In the entries below, find each line with the string "https" and copy it.
= = = =
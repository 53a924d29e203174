// ABOUTME: HTTP transport interface used by remote-call tasks
// ABOUTME: The engine ships no network client; embedders plug one in

use anyhow::bail;
use async_trait::async_trait;
use indexmap::IndexMap;
use serde::{Deserialize, Serialize};
use serde_json::Value;

/// A fully resolved outbound call.
#[derive(Debug, Clone, PartialEq, Serialize, Deserialize)]
pub struct RemoteRequest {
    pub method: String,
    pub url: String,
    #[serde(default)]
    pub headers: IndexMap<String, String>,
    #[serde(default, skip_serializing_if = "Option::is_none")]
    pub body: Option<Value>,
}

impl RemoteRequest {
    pub fn new(method: impl Into<String>, url: impl Into<String>) -> Self {
        Self {
            method: method.into().to_ascii_uppercase(),
            url: url.into(),
            headers: IndexMap::new(),
            body: None,
        }
    }

    /// Methods that carry a request body.
    pub fn method_has_body(method: &str) -> bool {
        matches!(method, "POST" | "PUT" | "PATCH")
    }
}

#[async_trait]
pub trait HttpTransport: Send + Sync {
    /// Issue the call and return the parsed response body.
    async fn call(&self, request: RemoteRequest) -> anyhow::Result<Value>;
}

/// Default transport: every call fails until a real one is configured.
#[derive(Debug, Clone, Copy, Default)]
pub struct UnconfiguredTransport;

#[async_trait]
impl HttpTransport for UnconfiguredTransport {
    async fn call(&self, request: RemoteRequest) -> anyhow::Result<Value> {
        bail!(
            "no HTTP transport configured (attempted {} {})",
            request.method,
            request.url
        )
    }
}

#[cfg(test)]
mod tests {
    use super::*;

    #[tokio::test]
    async fn test_unconfigured_transport_fails() {
        let error = UnconfiguredTransport
            .call(RemoteRequest::new("get", "https://ehr.local/patients"))
            .await
            .unwrap_err();

        assert!(error.to_string().contains("GET https://ehr.local/patients"));
    }

    #[test]
    fn test_body_methods() {
        assert!(RemoteRequest::method_has_body("POST"));
        assert!(RemoteRequest::method_has_body("PATCH"));
        assert!(!RemoteRequest::method_has_body("GET"));
        assert!(!RemoteRequest::method_has_body("DELETE"));
    }
}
= = = =
REPLY TO THE EXERCISE
            .call(RemoteRequest::new("get", "https://ehr.local/patients"))
        assert!(error.to_string().contains("GET https://ehr.local/patients"));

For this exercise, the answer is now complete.